##### AVAILABLE RECORDS #####

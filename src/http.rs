mod auth;
pub mod har;
mod request;

use anyhow::{anyhow, Context, Result};
use url::Url;

pub use auth::*;
pub use request::*;

pub type Header = (String, String);
pub type Query = (String, String);

/// Parse a URL the way curl does: a missing scheme means `http://`.
/// Returns the URL without query or fragment, plus the decoded query pairs.
pub fn split_url(raw: &str) -> Result<(Url, Vec<Query>)> {
    let raw = raw.trim();
    if raw.is_empty() {
        return Err(anyhow!("Empty URL"));
    }
    let with_scheme = if has_scheme(raw) {
        raw.to_string()
    } else {
        format!("http://{raw}")
    };
    let mut url = Url::parse(&with_scheme).with_context(|| format!("Invalid URL: {raw}"))?;
    if url.cannot_be_a_base() {
        return Err(anyhow!("Invalid URL: {raw}"));
    }
    let query = url
        .query_pairs()
        .map(|(k, v)| (k.into_owned(), v.into_owned()))
        .collect();
    url.set_query(None);
    url.set_fragment(None);
    Ok((url, query))
}

fn has_scheme(raw: &str) -> bool {
    match raw.split_once("://") {
        Some((scheme, _)) => {
            !scheme.is_empty()
                && scheme
                    .chars()
                    .all(|c| c.is_ascii_alphanumeric() || matches!(c, '+' | '-' | '.'))
        }
        None => false,
    }
}

#[cfg(test)]
mod tests {
    use super::*;

    #[test]
    fn test_split_url() -> Result<()> {
        let (url, query) = split_url("example.com:8080/a/b?x=1&y=two%20words&x=3#frag")?;
        assert_eq!(url.as_str(), "http://example.com:8080/a/b");
        assert_eq!(
            query,
            vec![
                ("x".to_string(), "1".to_string()),
                ("y".to_string(), "two words".to_string()),
                ("x".to_string(), "3".to_string()),
            ]
        );
        let (url, query) = split_url("https://example.com")?;
        assert_eq!(url.as_str(), "https://example.com/");
        assert!(query.is_empty());
        Ok(())
    }

    #[test]
    fn test_split_url_rejects_garbage() {
        assert!(split_url("").is_err());
        assert!(split_url("http://").is_err());
        assert!(split_url("http://exa mple.com").is_err());
    }
}
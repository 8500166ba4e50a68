use anyhow::Result;
use clap::Args;

use crate::codegen::Target;

#[derive(Debug, Args)]
pub struct Targets {}

impl Targets {
    pub fn run(self) -> Result<()> {
        for target in Target::ALL {
            println!("{:<22} {:<32} {}", target.slug(), target.label(), target.language());
        }
        Ok(())
    }
}
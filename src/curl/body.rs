use serde_json::Value;
use tracing::{debug, warn};
use url::form_urlencoded;

use crate::http::Body;

pub fn is_json_type(content_type: &str) -> bool {
    let essence = essence(content_type);
    essence == "application/json" || essence.ends_with("+json")
}

pub fn is_form_type(content_type: &str) -> bool {
    essence(content_type) == "application/x-www-form-urlencoded"
}

fn essence(content_type: &str) -> String {
    content_type
        .split(';')
        .next()
        .unwrap_or_default()
        .trim()
        .to_ascii_lowercase()
}

fn looks_like_json(text: &str) -> bool {
    let t = text.trim_start();
    t.starts_with('{') || t.starts_with('[')
}

/// Tag a body string with its content kind.
///
/// An explicit content type decides the kind. Without one, JSON is sniffed from the
/// leading bracket and everything else falls back to curl's urlencoded default.
pub fn classify(text: String, content_type: Option<&str>) -> Body {
    let raw = |text: String| Body::Raw {
        content_type: content_type.map(String::from),
        text,
    };
    let wants_json = match content_type {
        Some(ct) => is_json_type(ct),
        None => looks_like_json(&text),
    };
    if wants_json {
        return match parse_json(&text) {
            Some(value) => Body::Json(value),
            None => {
                warn!(len = text.len(), "Body is not valid JSON and could not be repaired");
                raw(text)
            }
        };
    }
    if content_type.map_or(true, is_form_type) {
        if let Some(pairs) = parse_form(&text) {
            return Body::Form(pairs);
        }
    }
    raw(text)
}

pub fn parse_json(text: &str) -> Option<Value> {
    if let Ok(value) = serde_json::from_str(text) {
        return Some(value);
    }
    let value = repair_json(text)?;
    debug!("Repaired malformed JSON body");
    Some(value)
}

/// `a=1&b=2` into decoded pairs. `None` unless every segment has a `=`.
pub fn parse_form(text: &str) -> Option<Vec<(String, String)>> {
    if text.is_empty() || text.starts_with('@') {
        return None;
    }
    if !text.split('&').all(|seg| seg.contains('=')) {
        return None;
    }
    Some(
        form_urlencoded::parse(text.as_bytes())
            .map(|(k, v)| (k.into_owned(), v.into_owned()))
            .collect(),
    )
}

/// Rewrite common JSON mistakes (JS object literals, Python dict reprs) into JSON.
pub fn repair_json(text: &str) -> Option<Value> {
    let fixed = JsonRepair::new(text).run();
    serde_json::from_str(&fixed).ok()
}

struct JsonRepair {
    chars: Vec<char>,
    pos: usize,
    out: String,
}

impl JsonRepair {
    fn new(text: &str) -> Self {
        Self {
            chars: text.chars().collect(),
            pos: 0,
            out: String::with_capacity(text.len() + 16),
        }
    }

    fn peek(&self) -> Option<char> {
        self.chars.get(self.pos).copied()
    }

    fn peek_at(&self, offset: usize) -> Option<char> {
        self.chars.get(self.pos + offset).copied()
    }

    fn run(mut self) -> String {
        while let Some(c) = self.peek() {
            match c {
                '"' => self.copy_string(),
                '\'' => self.convert_string('\''),
                '\u{201c}' => self.convert_string('\u{201d}'),
                '\u{2018}' => self.convert_string('\u{2019}'),
                '/' if self.peek_at(1) == Some('/') => self.skip_line_comment(),
                '/' if self.peek_at(1) == Some('*') => self.skip_block_comment(),
                ',' => {
                    self.pos += 1;
                    if !self.next_is_closing() {
                        self.out.push(',');
                    }
                }
                c if c.is_alphanumeric() || c == '_' || c == '$' || c == '-' => self.word(),
                c => {
                    self.out.push(c);
                    self.pos += 1;
                }
            }
        }
        self.out
    }

    fn next_is_closing(&self) -> bool {
        let mut i = self.pos;
        while let Some(c) = self.chars.get(i) {
            if !c.is_whitespace() {
                return *c == '}' || *c == ']';
            }
            i += 1;
        }
        false
    }

    fn next_is_colon(&self) -> bool {
        self.chars[self.pos..]
            .iter()
            .find(|c| !c.is_whitespace())
            .is_some_and(|c| *c == ':')
    }

    fn copy_string(&mut self) {
        self.out.push('"');
        self.pos += 1;
        while let Some(c) = self.peek() {
            self.pos += 1;
            self.out.push(c);
            match c {
                '\\' => {
                    if let Some(next) = self.peek() {
                        self.out.push(next);
                        self.pos += 1;
                    }
                }
                '"' => return,
                _ => {}
            }
        }
    }

    fn convert_string(&mut self, close: char) {
        self.out.push('"');
        self.pos += 1;
        while let Some(c) = self.peek() {
            self.pos += 1;
            match c {
                '\\' => match self.peek() {
                    Some('\'') => {
                        self.out.push('\'');
                        self.pos += 1;
                    }
                    Some(next) => {
                        self.out.push('\\');
                        self.out.push(next);
                        self.pos += 1;
                    }
                    None => self.out.push_str("\\\\"),
                },
                '"' => self.out.push_str("\\\""),
                '\n' => self.out.push_str("\\n"),
                c if c == close => break,
                c => self.out.push(c),
            }
        }
        self.out.push('"');
    }

    fn skip_line_comment(&mut self) {
        while let Some(c) = self.peek() {
            if c == '\n' {
                break;
            }
            self.pos += 1;
        }
    }

    fn skip_block_comment(&mut self) {
        self.pos += 2;
        while self.pos < self.chars.len() {
            if self.peek() == Some('*') && self.peek_at(1) == Some('/') {
                self.pos += 2;
                return;
            }
            self.pos += 1;
        }
    }

    fn word(&mut self) {
        let start = self.pos;
        while let Some(c) = self.peek() {
            if c.is_alphanumeric() || matches!(c, '_' | '$' | '-' | '+' | '.') {
                self.pos += 1;
            } else {
                break;
            }
        }
        let word: String = self.chars[start..self.pos].iter().collect();
        if self.next_is_colon() {
            self.out.push('"');
            self.out.push_str(&word);
            self.out.push('"');
            return;
        }
        match word.as_str() {
            "True" => self.out.push_str("true"),
            "False" => self.out.push_str("false"),
            "None" | "undefined" => self.out.push_str("null"),
            _ => self.out.push_str(&word),
        }
    }
}

#[cfg(test)]
mod tests {
    use super::*;
    use serde_json::json;

    #[test]
    fn test_repair_js_object_literal() {
        let v = repair_json("{name: 'O\\'Brien', tags: ['a', \"b\",], nested: {ok: true,},}");
        assert_eq!(
            v,
            Some(json!({"name": "O'Brien", "tags": ["a", "b"], "nested": {"ok": true}}))
        );
    }

    #[test]
    fn test_repair_python_repr() {
        let v = repair_json("{'a': True, 'b': None, 'c': False, 1: -2.5e3}");
        assert_eq!(v, Some(json!({"a": true, "b": null, "c": false, "1": -2500.0})));
    }

    #[test]
    fn test_repair_keeps_string_contents() {
        let v = repair_json(r#"{"text": "a, } // not a comment", 'q': 'say "hi"'}"#);
        assert_eq!(v, Some(json!({"text": "a, } // not a comment", "q": "say \"hi\""})));
    }

    #[test]
    fn test_repair_comments_and_smart_quotes() {
        let v = repair_json("{\n  // user\n  \u{201c}id\u{201d}: 7 /* inline */\n}");
        assert_eq!(v, Some(json!({"id": 7})));
    }

    #[test]
    fn test_repair_gives_up() {
        assert_eq!(repair_json("{a: }"), None);
        assert_eq!(repair_json("not json"), None);
    }

    #[test]
    fn test_classify() {
        assert_eq!(classify("{\"a\":1}".into(), None), Body::Json(json!({"a": 1})));
        assert_eq!(
            classify("a=1&b=hello+world".into(), None),
            Body::Form(vec![("a".into(), "1".into()), ("b".into(), "hello world".into())])
        );
        assert_eq!(
            classify("hello".into(), None),
            Body::Raw { content_type: None, text: "hello".into() }
        );
        assert_eq!(
            classify("<a/>".into(), Some("application/xml")),
            Body::Raw { content_type: Some("application/xml".into()), text: "<a/>".into() }
        );
        assert_eq!(
            classify("{oops".into(), Some("application/json; charset=utf-8")),
            Body::Raw {
                content_type: Some("application/json; charset=utf-8".into()),
                text: "{oops".into()
            }
        );
        assert!(!matches!(classify("x=1".into(), Some("application/vnd.api+json")), Body::Json(_)));
    }

    #[test]
    fn test_content_types() {
        assert!(is_json_type("application/json; charset=utf-8"));
        assert!(is_json_type("application/problem+json"));
        assert!(is_form_type("Application/X-WWW-Form-Urlencoded"));
        assert!(!is_form_type("text/plain"));
    }
}
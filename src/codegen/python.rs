use std::fmt::Write;

use anyhow::Result;
use itertools::Itertools;
use serde_json::Value;

use super::escape::{quote, Lang};
use indexmap::IndexMap;

use super::{credentials, is_content_type, reject_digest, reject_multipart, unsupported, Target};
use crate::http::{encode_pairs, Body, FormValue, Request};

const INDENT: &str = "    ";

fn py(s: &str) -> String {
    quote(s, Lang::Python)
}

/// A JSON value as a Python expression, black-style.
fn literal(value: &Value, depth: usize) -> String {
    let pad = INDENT.repeat(depth + 1);
    let close = INDENT.repeat(depth);
    match value {
        Value::Null => "None".to_string(),
        Value::Bool(true) => "True".to_string(),
        Value::Bool(false) => "False".to_string(),
        Value::Number(n) => n.to_string(),
        Value::String(s) => py(s),
        Value::Array(items) if items.is_empty() => "[]".to_string(),
        Value::Array(items) => {
            let body = items
                .iter()
                .map(|v| format!("{pad}{},\n", literal(v, depth + 1)))
                .join("");
            format!("[\n{body}{close}]")
        }
        Value::Object(map) if map.is_empty() => "{}".to_string(),
        Value::Object(map) => {
            let body = map
                .iter()
                .map(|(k, v)| format!("{pad}{}: {},\n", py(k), literal(v, depth + 1)))
                .join("");
            format!("{{\n{body}{close}}}")
        }
    }
}

/// A dict when keys are unique, otherwise a list of tuples.
fn pairs(entries: &[(String, String)]) -> String {
    if entries.iter().map(|(k, _)| k).all_unique() {
        let body = entries
            .iter()
            .map(|(k, v)| format!("{INDENT}{}: {},\n", py(k), py(v)))
            .join("");
        format!("{{\n{body}}}")
    } else {
        let body = entries
            .iter()
            .map(|(k, v)| format!("{INDENT}({}, {}),\n", py(k), py(v)))
            .join("");
        format!("[\n{body}]")
    }
}

fn header_dict(headers: &IndexMap<String, String>) -> String {
    let merged: Vec<(String, String)> = headers.clone().into_iter().collect();
    pairs(&merged)
}

fn number(v: f64) -> String {
    format!("{v}")
}

pub fn requests(r: &Request) -> Result<String> {
    let creds = credentials(r);
    let digest = creds.as_ref().is_some_and(|c| c.digest);
    let mut headers = r.header_map(true);
    if r.is_multipart() {
        headers.retain(|k, _| !is_content_type(k));
    }

    let mut out = String::new();
    writeln!(out, "import requests")?;
    if digest {
        writeln!(out, "from requests.auth import HTTPDigestAuth")?;
    }
    writeln!(out)?;
    writeln!(out, "url = {}", py(r.url.as_str()))?;
    let mut args = vec!["url".to_string()];

    if !r.query.is_empty() {
        writeln!(out)?;
        writeln!(out, "params = {}", pairs(&r.query))?;
        args.push("params=params".to_string());
    }
    if !headers.is_empty() {
        writeln!(out)?;
        writeln!(out, "headers = {}", header_dict(&headers))?;
        args.push("headers=headers".to_string());
    }
    match &r.body {
        None => {}
        Some(Body::Json(value)) => {
            writeln!(out)?;
            writeln!(out, "json_data = {}", literal(value, 0))?;
            args.push("json=json_data".to_string());
        }
        Some(Body::Form(form)) => {
            writeln!(out)?;
            writeln!(out, "data = {}", pairs(form))?;
            args.push("data=data".to_string());
        }
        Some(Body::Raw { text, .. }) => {
            writeln!(out)?;
            writeln!(out, "data = {}", py(text))?;
            args.push("data=data".to_string());
        }
        Some(Body::Multipart(parts)) => {
            writeln!(out)?;
            writeln!(out, "files = [")?;
            for part in parts {
                let value = match &part.value {
                    FormValue::Text(text) => format!("(None, {})", py(text)),
                    FormValue::File(path) => {
                        let name = path.rsplit(['/', '\\']).next().unwrap_or(path);
                        match &part.content_type {
                            Some(ct) => {
                                format!("({}, open({}, \"rb\"), {})", py(name), py(path), py(ct))
                            }
                            None => format!("({}, open({}, \"rb\"))", py(name), py(path)),
                        }
                    }
                    FormValue::FileText(path) => format!("(None, open({}).read())", py(path)),
                };
                writeln!(out, "{INDENT}({}, {value}),", py(&part.name))?;
            }
            writeln!(out, "]")?;
            args.push("files=files".to_string());
        }
    }

    if let Some(c) = creds {
        let auth = if c.digest {
            format!("HTTPDigestAuth({}, {})", py(c.username), py(c.password))
        } else {
            format!("({}, {})", py(c.username), py(c.password))
        };
        args.push(format!("auth={auth}"));
    }
    let o = &r.options;
    match (o.connect_timeout, o.timeout) {
        (None, Some(t)) => args.push(format!("timeout={}", number(t))),
        (Some(c), Some(t)) => args.push(format!("timeout=({}, {})", number(c), number(t))),
        (Some(c), None) => args.push(format!("timeout=({}, None)", number(c))),
        (None, None) => {}
    }
    if o.insecure {
        args.push("verify=False".to_string());
    }
    if let Some(proxy) = &o.proxy {
        let p = py(proxy);
        args.push(format!("proxies={{\"http\": {p}, \"https\": {p}}}"));
    }
    if r.method == "HEAD" && o.follow_redirects {
        args.push("allow_redirects=True".to_string());
    }

    let call = match r.method.as_str() {
        "GET" | "POST" | "PUT" | "PATCH" | "DELETE" | "HEAD" | "OPTIONS" => {
            format!("requests.{}(", r.method.to_lowercase())
        }
        other => {
            args.insert(0, py(other));
            "requests.request(".to_string()
        }
    };
    writeln!(out)?;
    writeln!(out, "response = {call}{})", args.join(", "))?;
    writeln!(out)?;
    write!(out, "print(response.text)")?;
    Ok(out)
}

pub fn http_client(r: &Request) -> Result<String> {
    reject_multipart(r, Target::PythonHttpClient)?;
    reject_digest(r, Target::PythonHttpClient)?;
    let headers = r.header_map(false);
    let https = match r.url.scheme() {
        "https" => true,
        "http" => false,
        _ => return Err(unsupported(Target::PythonHttpClient, "non-HTTP schemes")),
    };

    let mut out = String::new();
    writeln!(out, "import http.client")?;
    if matches!(r.body, Some(Body::Json(_))) {
        writeln!(out, "import json")?;
    }
    if https && r.options.insecure {
        writeln!(out, "import ssl")?;
    }
    writeln!(out)?;

    let mut conn_args = vec![py(r.url.host_str().unwrap_or_default())];
    if let Some(port) = r.url.port() {
        conn_args.push(port.to_string());
    }
    if let Some(t) = r.options.timeout.or(r.options.connect_timeout) {
        conn_args.push(format!("timeout={}", number(t)));
    }
    if https && r.options.insecure {
        conn_args.push("context=ssl._create_unverified_context()".to_string());
    }
    let class = if https { "HTTPSConnection" } else { "HTTPConnection" };
    writeln!(out, "conn = http.client.{class}({})", conn_args.join(", "))?;

    let payload = match &r.body {
        None => None,
        Some(Body::Json(value)) => Some(format!("json.dumps({})", literal(value, 0))),
        Some(_) => Some(py(&r.body_text().unwrap_or_default())),
    };
    if let Some(payload) = &payload {
        writeln!(out)?;
        writeln!(out, "payload = {payload}")?;
    }
    if !headers.is_empty() {
        writeln!(out)?;
        writeln!(out, "headers = {}", header_dict(&headers))?;
    }

    let mut path = r.url.path().to_string();
    if !r.query.is_empty() {
        path.push('?');
        path.push_str(&encode_pairs(&r.query));
    }
    let mut args = vec![py(&r.method), py(&path)];
    match (payload.is_some(), headers.is_empty()) {
        (true, true) => args.push("payload".to_string()),
        (true, false) => args.extend(["payload".to_string(), "headers".to_string()]),
        (false, false) => args.push("headers=headers".to_string()),
        (false, true) => {}
    }
    writeln!(out)?;
    writeln!(out, "conn.request({})", args.join(", "))?;
    writeln!(out, "res = conn.getresponse()")?;
    writeln!(out, "data = res.read()")?;
    writeln!(out)?;
    write!(out, "print(data.decode(\"utf-8\"))")?;
    Ok(out)
}

#[cfg(test)]
mod tests {
    use super::*;
    use crate::curl::parse_curl;
    use serde_json::json;

    #[test]
    fn test_literal() {
        let v = json!({"a": [1, null, true], "b": {}, "c": "x\"y"});
        assert_eq!(
            literal(&v, 0),
            "{\n    \"a\": [\n        1,\n        None,\n        True,\n    ],\n    \"b\": {},\n    \"c\": \"x\\\"y\",\n}"
        );
    }

    #[test]
    fn test_requests_json_post() -> Result<()> {
        let r = parse_curl(r#"curl https://x.io/a?page=2 -H 'X-Id: 7' -d '{"ok": false}' -m 3"#)?;
        assert_eq!(
            requests(&r)?,
            r#"import requests

url = "https://x.io/a"

params = {
    "page": "2",
}

headers = {
    "X-Id": "7",
    "Content-Type": "application/json",
}

json_data = {
    "ok": False,
}

response = requests.post(url, params=params, headers=headers, json=json_data, timeout=3)

print(response.text)"#
        );
        Ok(())
    }

    #[test]
    fn test_requests_custom_method_and_options() -> Result<()> {
        let r = parse_curl("curl -X PURGE -k -x http://proxy:8080 -u me:pw https://x.io/cache")?;
        let code = requests(&r)?;
        assert!(code.contains(
            r#"response = requests.request("PURGE", url, auth=("me", "pw"), verify=False, proxies={"http": "http://proxy:8080", "https": "http://proxy:8080"})"#
        ), "{code}");
        Ok(())
    }

    #[test]
    fn test_requests_multipart() -> Result<()> {
        let r = parse_curl("curl https://x.io/up -F 'file=@pics/a.png;type=image/png' -F 'note=<n.txt' -F k=v")?;
        let code = requests(&r)?;
        assert!(code.contains(
            "files = [\n    (\"file\", (\"a.png\", open(\"pics/a.png\", \"rb\"), \"image/png\")),\n    (\"note\", (None, open(\"n.txt\").read())),\n    (\"k\", (None, \"v\")),\n]"
        ), "{code}");
        assert!(code.contains("requests.post(url, files=files)"));
        Ok(())
    }

    #[test]
    fn test_http_client() -> Result<()> {
        let r = parse_curl("curl -k https://x.io:8443/a?q=1 -d 'a=1' -H 'Authorization: Bearer t'")?;
        let code = http_client(&r)?;
        assert!(code.starts_with("import http.client\nimport ssl\n\n"));
        assert!(code.contains("conn = http.client.HTTPSConnection(\"x.io\", 8443, context=ssl._create_unverified_context())"));
        assert!(code.contains("payload = \"a=1\""));
        assert!(code.contains("conn.request(\"POST\", \"/a?q=1\", payload, headers)"));
        assert!(code.contains("\"Authorization\": \"Bearer t\","));
        Ok(())
    }
}
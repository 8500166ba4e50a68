use anyhow::Result;
use clap::{Args, ValueEnum};

use crate::curl::parse_curl;

#[derive(Debug, Clone, Copy, ValueEnum)]
pub enum Format {
    Json,
    Yaml,
}

#[derive(Debug, Args)]
pub struct Parse {
    /// The curl command. Read from stdin when neither this nor --file is given
    pub command: Option<String>,
    #[clap(short, long)]
    pub file: Option<String>,
    #[clap(long, value_enum, default_value_t = Format::Json)]
    pub format: Format,
}

impl Parse {
    pub fn run(self) -> Result<()> {
        let command = super::read_command(self.command, self.file.as_deref())?;
        let request = parse_curl(&command)?;
        let s = match self.format {
            Format::Json => serde_json::to_string_pretty(&request)?,
            Format::Yaml => serde_yaml::to_string(&request)?,
        };
        println!("{}", s.trim_end());
        Ok(())
    }
}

#####

▶ _WORK INSTRUCTIONS_:
Search the entries for the word "depth" and copy every line that has it.

▶ _RESPONSE BOX_:
fn literal(value: &Value, depth: usize) -> String {
    let pad = INDENT.repeat(depth + 1);
    let close = INDENT.repeat(depth);
                .map(|v| format!("{pad}{},\n", literal(v, depth + 1)))
                .map(|(k, v)| format!("{pad}{}: {},\n", py(k), literal(v, depth + 1)))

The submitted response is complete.